Cuando se dispone a recuperar algo de lo que ha perdido, yendo al circo, volviendo a perderse en los ambigús, Raizman rueda las escenas clave. Primero con su mujer, con muchas palabras y luego sin palabras, de vuelta a su habitación. Y en la mesa, donde hace un comentario divertido - el sentido del humor es la única forma de integrarse que genera placer, las demás son un dolor de muelas - al que todo el mundo reacciona gozosamente. Un hombre tan circunspecto como él, se sorprende al comprobar que ese don que nunca tuvo, funciona. Hay que ser muchas cosas para conseguir lo que entonces está comenzando a intuir que ha dejado orillado y ahora anhela: marido, padre, patriarca, abuelo, consejero, referente... y no hay manera de delegar, ni de hacer consultas, salvo con la almohada. Seguramente ninguno de sus proyectos - de ingeniería de automoción, no muy precisos - ha sido tan complicado.

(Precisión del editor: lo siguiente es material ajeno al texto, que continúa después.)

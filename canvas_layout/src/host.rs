// Copyright 2025 the Xilem Authors
// SPDX-License-Identifier: Apache-2.0

use kurbo::{Point, Rect, Size};

use crate::{LayoutState, Positioned};

/// The surface a virtualizing layout uses to talk to the element which hosts it.
///
/// The host owns the item data, the viewport, the container pool and the
/// [`LayoutState`] slot. The layout only decides *which* indices need containers
/// and *where* they go.
///
/// All fallible methods report faults through [`Self::Error`]; layouts propagate
/// these unchanged and abandon the current pass.
pub trait VirtualizingHost {
    /// The positioned data item type.
    type Item: Positioned;
    /// A handle to a realized visual container.
    type Element;
    /// A fault raised by the host while realizing, measuring, arranging or recycling.
    type Error;

    /// The number of items which can be laid out.
    fn item_count(&self) -> usize;

    /// The item at `index`, if the host has one.
    ///
    /// Layouts only call this with `index < self.item_count()`.
    fn item_at_mut(&mut self, index: usize) -> Option<&mut Self::Item>;

    /// The area, in canvas coordinates, for which containers should be realized.
    fn realization_rect(&self) -> Rect;

    /// Realize the container for `index`, or return the one already realized for it.
    ///
    /// This must be idempotent for an index which is already realized.
    fn get_or_create_element_at(&mut self, index: usize) -> Result<Self::Element, Self::Error>;

    /// Measure a realized container with the given available size.
    ///
    /// If this fails, the layout recycles `element` before reporting the fault,
    /// so a container is never left realized for an item which isn't in view.
    fn measure_element(
        &mut self,
        element: &Self::Element,
        available_size: Size,
    ) -> Result<(), Self::Error>;

    /// Place a realized container with its top-left corner at `origin`.
    ///
    /// `size` is the item's own extent, which may be negative.
    fn arrange_element(
        &mut self,
        element: &Self::Element,
        origin: Point,
        size: Size,
    ) -> Result<(), Self::Error>;

    /// Return a container to the host's reuse pool.
    fn recycle_element(&mut self, element: Self::Element) -> Result<(), Self::Error>;

    /// The layout state of the current attachment, if any.
    ///
    /// This reads the same slot as [`layout_state_mut`](Self::layout_state_mut).
    /// Both are required because a shared borrow of the slot can't be derived from
    /// the `&mut self` accessor; implementations are usually `self.slot.as_ref()`.
    fn layout_state(&self) -> Option<&LayoutState>;

    /// The slot in which the layout keeps its per-attachment state.
    ///
    /// Layouts install and clear the state through this slot; hosts should only store it.
    fn layout_state_mut(&mut self) -> &mut Option<LayoutState>;
}
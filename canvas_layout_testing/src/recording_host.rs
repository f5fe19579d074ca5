// Copyright 2025 the Xilem Authors
// SPDX-License-Identifier: Apache-2.0

use std::cell::RefCell;
use std::collections::{BTreeMap, BTreeSet, VecDeque};
use std::error::Error;
use std::fmt;
use std::rc::Rc;

use canvas_layout::kurbo::{Point, Rect, Size};
use canvas_layout::{LayoutState, Positioned as _, PositionedItem, VirtualizingHost};

/// A fake container handed out by a [`RecordingHost`].
#[derive(Clone, Copy, Debug, PartialEq, Eq, Hash, PartialOrd, Ord)]
pub struct ElementId(pub u64);

/// A recording of host method calls.
///
/// Internally stores a queue of [`Records`](Record).
/// Clones share the same queue.
#[derive(Debug, Clone, Default)]
pub struct Recording(Rc<RefCell<VecDeque<Record>>>);

/// A recording of a call a layout made on a [`RecordingHost`].
#[derive(Debug, Clone, PartialEq)]
pub enum Record {
    /// A brand new container was created for an index.
    Created {
        /// The realized index.
        index: usize,
        /// The new container.
        element: ElementId,
    },
    /// A container was taken from the recycle pool for an index.
    Reused {
        /// The realized index.
        index: usize,
        /// The reused container.
        element: ElementId,
    },
    /// The container of an already realized index was returned.
    Fetched {
        /// The realized index.
        index: usize,
        /// Its container.
        element: ElementId,
    },
    /// A container was measured.
    Measured {
        /// The measured container.
        element: ElementId,
        /// The available size passed by the layout.
        available_size: Size,
    },
    /// A container was arranged.
    Arranged {
        /// The arranged container.
        element: ElementId,
        /// Where the layout placed its top-left corner.
        origin: Point,
        /// The size the layout gave it.
        size: Size,
    },
    /// A container was returned to the pool.
    Recycled {
        /// The recycled container.
        element: ElementId,
    },
}

impl Record {
    /// True for records of a `get_or_create_element_at` call.
    pub fn is_get_or_create(&self) -> bool {
        matches!(
            self,
            Self::Created { .. } | Self::Reused { .. } | Self::Fetched { .. }
        )
    }
}

/// The host calls into which a [`RecordingHost`] can inject faults.
#[derive(Clone, Copy, Debug, PartialEq, Eq, PartialOrd, Ord)]
enum HostCall {
    Realize,
    Measure,
    Arrange,
    Recycle,
}

impl HostCall {
    fn verb(self) -> &'static str {
        match self {
            Self::Realize => "realize",
            Self::Measure => "measure",
            Self::Arrange => "arrange",
            Self::Recycle => "recycle",
        }
    }
}

impl Recording {
    /// True if no calls have been recorded.
    pub fn is_empty(&self) -> bool {
        self.0.borrow().is_empty()
    }

    /// The number of calls in the recording.
    pub fn len(&self) -> usize {
        self.0.borrow().len()
    }

    /// Clear recorded calls.
    pub fn clear(&self) {
        self.0.borrow_mut().clear();
    }

    /// Returns the next call in the recording, if one exists.
    ///
    /// This consumes the call.
    pub fn next(&self) -> Option<Record> {
        self.0.borrow_mut().pop_front()
    }

    /// Returns a vec of calls drained from the recording.
    pub fn drain(&self) -> Vec<Record> {
        self.0.borrow_mut().drain(..).collect::<Vec<_>>()
    }

    fn push(&self, record: Record) {
        self.0.borrow_mut().push_back(record);
    }
}

/// A fault injected into a [`RecordingHost`].
#[derive(Debug, Clone, PartialEq, Eq)]
pub struct HostError {
    message: String,
}

impl HostError {
    /// Create an error with the given message.
    pub fn new(message: impl Into<String>) -> Self {
        Self {
            message: message.into(),
        }
    }

    /// The error message.
    pub fn message(&self) -> &str {
        &self.message
    }
}

impl fmt::Display for HostError {
    fn fmt(&self, formatter: &mut fmt::Formatter<'_>) -> fmt::Result {
        formatter.write_str(&self.message)
    }
}

impl Error for HostError {}

/// An in-memory virtualization host which records every call made on it.
///
/// Containers are plain [`ElementId`]s.
/// Recycled containers go to a pool and are reused before new ones are created.
///
/// ```
/// use canvas_layout::kurbo::{Rect, Size};
/// use canvas_layout::{CanvasLayout, PositionedItem, VirtualizingLayout};
/// use canvas_layout_testing::{ElementId, Record, RecordingHost};
///
/// let mut host = RecordingHost::new(vec![PositionedItem::new(0., 0., 10., 10.)]);
/// host.set_realization_rect(Rect::new(0., 0., 100., 100.));
///
/// let layout = CanvasLayout::new();
/// layout.initialize_for_context(&mut host);
/// layout.measure(&mut host, Size::new(100., 100.)).unwrap();
///
/// let recording = host.recording();
/// assert_eq!(recording.next(), Some(Record::Created { index: 0, element: ElementId(0) }));
/// ```
#[derive(Debug, Default)]
pub struct RecordingHost {
    items: Vec<Option<PositionedItem>>,
    realization_rect: Rect,
    realized: BTreeMap<usize, ElementId>,
    pool: Vec<ElementId>,
    next_element: u64,
    failures: BTreeSet<(HostCall, usize)>,
    recording: Recording,
    layout_state: Option<LayoutState>,
}

impl RecordingHost {
    /// Create a host over `items`, with an empty realization rect.
    pub fn new(items: Vec<PositionedItem>) -> Self {
        Self {
            items: items.into_iter().map(Some).collect(),
            ..Self::default()
        }
    }

    /// Set the viewport used for the next measure pass.
    pub fn set_realization_rect(&mut self, rect: Rect) {
        self.realization_rect = rect;
    }

    /// Builder-style method to set the realization rect.
    pub fn with_realization_rect(mut self, rect: Rect) -> Self {
        self.set_realization_rect(rect);
        self
    }

    /// Make every `get_or_create_element_at` call for `index` fail.
    pub fn fail_on_realize(&mut self, index: usize) {
        self.failures.insert((HostCall::Realize, index));
    }

    /// Make measuring the container of `index` fail.
    pub fn fail_on_measure(&mut self, index: usize) {
        self.failures.insert((HostCall::Measure, index));
    }

    /// Make arranging the container of `index` fail.
    pub fn fail_on_arrange(&mut self, index: usize) {
        self.failures.insert((HostCall::Arrange, index));
    }

    /// Make recycling the container of `index` fail.
    pub fn fail_on_recycle(&mut self, index: usize) {
        self.failures.insert((HostCall::Recycle, index));
    }

    /// Stop injecting faults.
    pub fn clear_failures(&mut self) {
        self.failures.clear();
    }

    /// The item at `index`, if it has data.
    pub fn item(&self, index: usize) -> Option<&PositionedItem> {
        self.items.get(index).and_then(Option::as_ref)
    }

    /// Mutable access to the item at `index`, e.g. to move it between passes.
    pub fn item_mut(&mut self, index: usize) -> Option<&mut PositionedItem> {
        self.items.get_mut(index).and_then(Option::as_mut)
    }

    /// Drop the data for `index`, leaving an empty slot behind.
    pub fn clear_item(&mut self, index: usize) {
        if let Some(slot) = self.items.get_mut(index) {
            *slot = None;
        }
    }

    /// Indices of the items whose in-view flag is set, in order.
    pub fn in_view_indices(&self) -> Vec<usize> {
        self.items
            .iter()
            .enumerate()
            .filter(|(_, item)| item.as_ref().is_some_and(|item| item.is_in_view()))
            .map(|(index, _)| index)
            .collect()
    }

    /// Indices which currently own a container, in order.
    pub fn realized_indices(&self) -> Vec<usize> {
        self.realized.keys().copied().collect()
    }

    /// The container realized for `index`.
    pub fn realized_element(&self, index: usize) -> Option<ElementId> {
        self.realized.get(&index).copied()
    }

    /// The number of containers waiting in the recycle pool.
    pub fn pooled_count(&self) -> usize {
        self.pool.len()
    }

    /// The number of containers ever created.
    pub fn created_count(&self) -> u64 {
        self.next_element
    }

    /// A handle to the calls recorded on this host.
    pub fn recording(&self) -> Recording {
        self.recording.clone()
    }

    fn check(&self, call: HostCall, index: usize) -> Result<(), HostError> {
        if self.failures.contains(&(call, index)) {
            return Err(HostError::new(format!(
                "failed to {} item {index}",
                call.verb()
            )));
        }
        Ok(())
    }

    fn index_of(&self, element: ElementId) -> Result<usize, HostError> {
        self.realized
            .iter()
            .find_map(|(index, realized)| (*realized == element).then_some(*index))
            .ok_or_else(|| HostError::new(format!("{element:?} is not realized")))
    }
}

impl VirtualizingHost for RecordingHost {
    type Item = PositionedItem;
    type Element = ElementId;
    type Error = HostError;

    fn item_count(&self) -> usize {
        self.items.len()
    }

    fn item_at_mut(&mut self, index: usize) -> Option<&mut PositionedItem> {
        self.item_mut(index)
    }

    fn realization_rect(&self) -> Rect {
        self.realization_rect
    }

    fn get_or_create_element_at(&mut self, index: usize) -> Result<ElementId, HostError> {
        self.check(HostCall::Realize, index)?;
        if let Some(&element) = self.realized.get(&index) {
            self.recording.push(Record::Fetched { index, element });
            return Ok(element);
        }
        let element = match self.pool.pop() {
            Some(element) => {
                self.recording.push(Record::Reused { index, element });
                element
            }
            None => {
                let element = ElementId(self.next_element);
                self.next_element += 1;
                self.recording.push(Record::Created { index, element });
                element
            }
        };
        self.realized.insert(index, element);
        Ok(element)
    }

    fn measure_element(
        &mut self,
        element: &ElementId,
        available_size: Size,
    ) -> Result<(), HostError> {
        self.check(HostCall::Measure, self.index_of(*element)?)?;
        self.recording.push(Record::Measured {
            element: *element,
            available_size,
        });
        Ok(())
    }

    fn arrange_element(
        &mut self,
        element: &ElementId,
        origin: Point,
        size: Size,
    ) -> Result<(), HostError> {
        self.check(HostCall::Arrange, self.index_of(*element)?)?;
        self.recording.push(Record::Arranged {
            element: *element,
            origin,
            size,
        });
        Ok(())
    }

    fn recycle_element(&mut self, element: ElementId) -> Result<(), HostError> {
        let index = self.index_of(element)?;
        self.check(HostCall::Recycle, index)?;
        self.realized.remove(&index);
        self.pool.push(element);
        self.recording.push(Record::Recycled { element });
        Ok(())
    }

    fn layout_state(&self) -> Option<&LayoutState> {
        self.layout_state.as_ref()
    }

    fn layout_state_mut(&mut self) -> &mut Option<LayoutState> {
        &mut self.layout_state
    }
}

#[cfg(test)]
mod tests {
    use assert_matches::assert_matches;

    use super::*;

    fn host() -> RecordingHost {
        RecordingHost::new(vec![
            PositionedItem::new(0., 0., 10., 10.),
            PositionedItem::new(20., 0., 10., 10.),
        ])
    }

    #[test]
    fn get_or_create_is_idempotent() {
        let mut host = host();
        let first = host.get_or_create_element_at(1).unwrap();
        let second = host.get_or_create_element_at(1).unwrap();
        assert_eq!(first, second);
        assert_eq!(host.created_count(), 1);

        let recording = host.recording();
        assert_matches!(recording.next(), Some(Record::Created { index: 1, .. }));
        assert_matches!(recording.next(), Some(Record::Fetched { index: 1, .. }));
        assert!(recording.is_empty());
    }

    #[test]
    fn recycled_elements_are_reused() {
        let mut host = host();
        let element = host.get_or_create_element_at(0).unwrap();
        host.recycle_element(element).unwrap();
        assert_eq!(host.pooled_count(), 1);
        assert!(host.realized_indices().is_empty());

        let reused = host.get_or_create_element_at(1).unwrap();
        assert_eq!(reused, element);
        assert_eq!(host.pooled_count(), 0);
        assert_eq!(host.realized_element(1), Some(element));

        let records = host.recording().drain();
        assert_matches!(records.last(), Some(Record::Reused { index: 1, .. }));
    }

    #[test]
    fn recycling_unknown_element_fails() {
        let mut host = host();
        let err = host.recycle_element(ElementId(42)).unwrap_err();
        assert_eq!(err.message(), "ElementId(42) is not realized");
    }

    #[test]
    fn injected_failure_is_reported() {
        let mut host = host();
        host.fail_on_realize(0);
        assert!(host.get_or_create_element_at(0).is_err());
        assert!(host.get_or_create_element_at(1).is_ok());

        host.clear_failures();
        assert!(host.get_or_create_element_at(0).is_ok());
    }

    #[test]
    fn injected_failures_target_one_call_and_index() {
        let mut host = host();
        let first = host.get_or_create_element_at(0).unwrap();
        let second = host.get_or_create_element_at(1).unwrap();
        host.fail_on_measure(0);
        host.fail_on_arrange(1);
        host.fail_on_recycle(0);

        let err = host.measure_element(&first, Size::new(1., 1.)).unwrap_err();
        assert_eq!(err.message(), "failed to measure item 0");
        assert!(host.measure_element(&second, Size::new(1., 1.)).is_ok());

        assert!(host.arrange_element(&first, Point::ORIGIN, Size::ZERO).is_ok());
        let err = host
            .arrange_element(&second, Point::ORIGIN, Size::ZERO)
            .unwrap_err();
        assert_eq!(err.message(), "failed to arrange item 1");

        assert!(host.recycle_element(first).is_err());
        assert_eq!(host.realized_indices(), vec![0, 1]);
        assert!(host.recycle_element(second).is_ok());
    }

    #[test]
    fn cleared_item_has_no_data() {
        let mut host = host();
        host.clear_item(0);
        assert_eq!(host.item_count(), 2);
        assert!(host.item_at_mut(0).is_none());
        assert!(host.item(1).is_some());
    }
}
//! Release asset publishing.
//!
//! Uploads one artifact to one release with a bounded, conflict-aware retry
//! loop driven by an explicit state machine.

mod progress;
mod publisher;
mod request;
mod state;

pub use progress::{Progress, Silent};
pub use publisher::{PublishOutcome, Publisher};
pub use request::{ReleaseCollection, UploadRequest};
pub use state::{RetryState, UploadState};
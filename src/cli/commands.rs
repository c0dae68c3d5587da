//! Upload command execution.

use crate::cli::{Args, RuntimeConfig};
use crate::error::Result;
use crate::github::GitHubClient;
use crate::publish::Publisher;

/// Execute the upload described by `args` and map the outcome to an exit code
pub async fn execute_command(args: Args) -> Result<i32> {
    if let Err(validation_error) = args.validate() {
        let output = super::OutputManager::new(false, false);
        output.error(&format!("Invalid arguments: {}", validation_error));
        output.error(super::USAGE);
        return Ok(1);
    }

    let config = RuntimeConfig::from(&args);
    let request = args.upload_request();

    match execute_upload(&args, &request, &config).await {
        Ok(()) => Ok(0),
        Err(e) => {
            config.error_println(&format!("Upload of {} failed: {}", request.asset_name, e));

            let suggestions = e.recovery_suggestions();
            if !suggestions.is_empty() && !config.is_quiet() {
                config.println("\n💡 Recovery suggestions:");
                for suggestion in suggestions {
                    config.indent(&format!("• {}", suggestion));
                }
            }

            Ok(1)
        }
    }
}

async fn execute_upload(
    args: &Args,
    request: &crate::publish::UploadRequest,
    config: &RuntimeConfig,
) -> Result<()> {
    // Fail on bad input before any credentials or network are involved
    request.validate()?;

    let github = args.github_config()?;
    let retry = args.retry_config();
    retry.validate()?;

    let client = GitHubClient::new(github.clone())?;
    let publisher = Publisher::new(client, github, retry);

    let outcome = publisher.publish(request, config).await?;

    config.success_println(&format!(
        "Successfully uploaded {} to GitHub.",
        outcome.asset.name
    ));
    if outcome.attempts > 1 {
        config.indent(&format!("Succeeded after {} attempts", outcome.attempts));
    }
    if !outcome.asset.browser_download_url.is_empty() {
        config.indent(&outcome.asset.browser_download_url);
    }
    log::info!(
        "Uploaded {} ({} bytes) to the {} collection",
        outcome.asset.name,
        outcome.asset.size,
        outcome.collection
    );

    Ok(())
}
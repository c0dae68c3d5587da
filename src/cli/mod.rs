//! Command line interface for upload-to-github.
//!
//! Parses arguments, builds the explicit configuration and runs one publish.

mod args;
pub mod commands;
mod output;

pub use args::{Args, RuntimeConfig, USAGE};
pub use commands::execute_command;
pub use output::OutputManager;

use crate::error::Result;
use clap::error::ErrorKind;

/// Main CLI entry point, returns the process exit code
pub async fn run() -> Result<i32> {
    let args = match Args::try_parse_args() {
        Ok(args) => args,
        Err(e) if matches!(e.kind(), ErrorKind::DisplayHelp | ErrorKind::DisplayVersion) => {
            let _ = e.print();
            return Ok(0);
        }
        Err(e) => {
            let output = OutputManager::new(false, false);
            output.error(USAGE);
            let _ = e.print();
            return Ok(1);
        }
    };
    execute_command(args).await
}
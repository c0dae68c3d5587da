//! GitHub integration for release asset uploads.
//!
//! The publisher only talks to a [`ReleaseHost`]; [`GitHubClient`] is the
//! production implementation over the GitHub REST API.

mod client;

pub use client::GitHubClient;

use crate::error::HostResult;
use async_trait::async_trait;
use serde::{Deserialize, Serialize};
use std::fmt;
use std::path::Path;
use std::str::FromStr;

/// Opaque identifier of a release
#[derive(Debug, Clone, Copy, PartialEq, Eq, Hash, Serialize, Deserialize)]
#[serde(transparent)]
pub struct ReleaseId(pub u64);

impl fmt::Display for ReleaseId {
    fn fmt(&self, f: &mut fmt::Formatter<'_>) -> fmt::Result {
        write!(f, "{}", self.0)
    }
}

impl FromStr for ReleaseId {
    type Err = String;

    fn from_str(s: &str) -> Result<Self, Self::Err> {
        s.trim()
            .parse::<u64>()
            .map(ReleaseId)
            .map_err(|e| format!("invalid release id '{}': {}", s, e))
    }
}

/// Opaque identifier of an asset attached to a release
#[derive(Debug, Clone, Copy, PartialEq, Eq, Hash, Serialize, Deserialize)]
#[serde(transparent)]
pub struct AssetId(pub u64);

impl fmt::Display for AssetId {
    fn fmt(&self, f: &mut fmt::Formatter<'_>) -> fmt::Result {
        write!(f, "{}", self.0)
    }
}

/// Fully resolved address of a release
#[derive(Debug, Clone, PartialEq, Eq)]
pub struct ReleaseRef {
    /// Repository owner
    pub owner: String,
    /// Repository name
    pub repo: String,
    /// Release id within the repository
    pub release_id: ReleaseId,
}

impl fmt::Display for ReleaseRef {
    fn fmt(&self, f: &mut fmt::Formatter<'_>) -> fmt::Result {
        write!(f, "{}/{}#{}", self.owner, self.repo, self.release_id)
    }
}

/// An asset already attached to a release
#[derive(Debug, Clone, PartialEq, Eq, Serialize, Deserialize)]
pub struct RemoteAsset {
    /// Asset id
    pub id: AssetId,
    /// Asset file name
    pub name: String,
}

/// The parts of a release the publisher cares about
#[derive(Debug, Clone, Default, Serialize, Deserialize)]
pub struct Release {
    /// Tag name, when the service reports it
    #[serde(default)]
    pub tag_name: Option<String>,
    /// Attached assets
    #[serde(default)]
    pub assets: Vec<RemoteAsset>,
}

impl Release {
    /// First asset whose name matches exactly
    pub fn find_asset(&self, name: &str) -> Option<&RemoteAsset> {
        self.assets.iter().find(|asset| asset.name == name)
    }
}

/// Asset record returned after a successful upload
#[derive(Debug, Clone, PartialEq, Eq, Serialize, Deserialize)]
pub struct UploadedAsset {
    /// Asset id
    pub id: AssetId,
    /// Stored asset name
    pub name: String,
    /// Size in bytes
    #[serde(default)]
    pub size: u64,
    /// Public download URL
    #[serde(default)]
    pub browser_download_url: String,
}

/// Capability interface of a release-hosting service.
///
/// Each call is awaited before the next one is issued.
#[async_trait]
pub trait ReleaseHost: Send + Sync {
    /// Upload the file at `path` as `name` to `release`
    async fn upload_asset(
        &self,
        release: &ReleaseRef,
        path: &Path,
        name: &str,
    ) -> HostResult<UploadedAsset>;

    /// Fetch the release with its current asset list
    async fn get_release(&self, release: &ReleaseRef) -> HostResult<Release>;

    /// Delete one asset from `release`
    async fn delete_asset(&self, release: &ReleaseRef, asset_id: AssetId) -> HostResult<()>;
}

Una llamada del Ministerio, le devuelve al principio del relato. Un coche vendrá a recogerlo y debe vestirse. Mientras lo hace se siente menos satisfecho de lo que jamás hubiese pensado y se permite incluso dar la bienvenida a una poco conveniente compañera que nunca se había permitido, la duda. Un reenfoque hacia el espejo en que acaba de hacerse el nudo de la corbata, el primer closeup del film, cierra a negro sin dar tiempo a nada más. Es un plano contenido y lleno de preguntas, que dibuja un rostro cansado y perdido, un plano que suplica continuar, pero no es posible porque de esos planos brotan flashbacks y solo funcionan hacia atrás. Es justo.

"Chastnaya zhízn" es la penúltima película filmada por Yuli Raizman.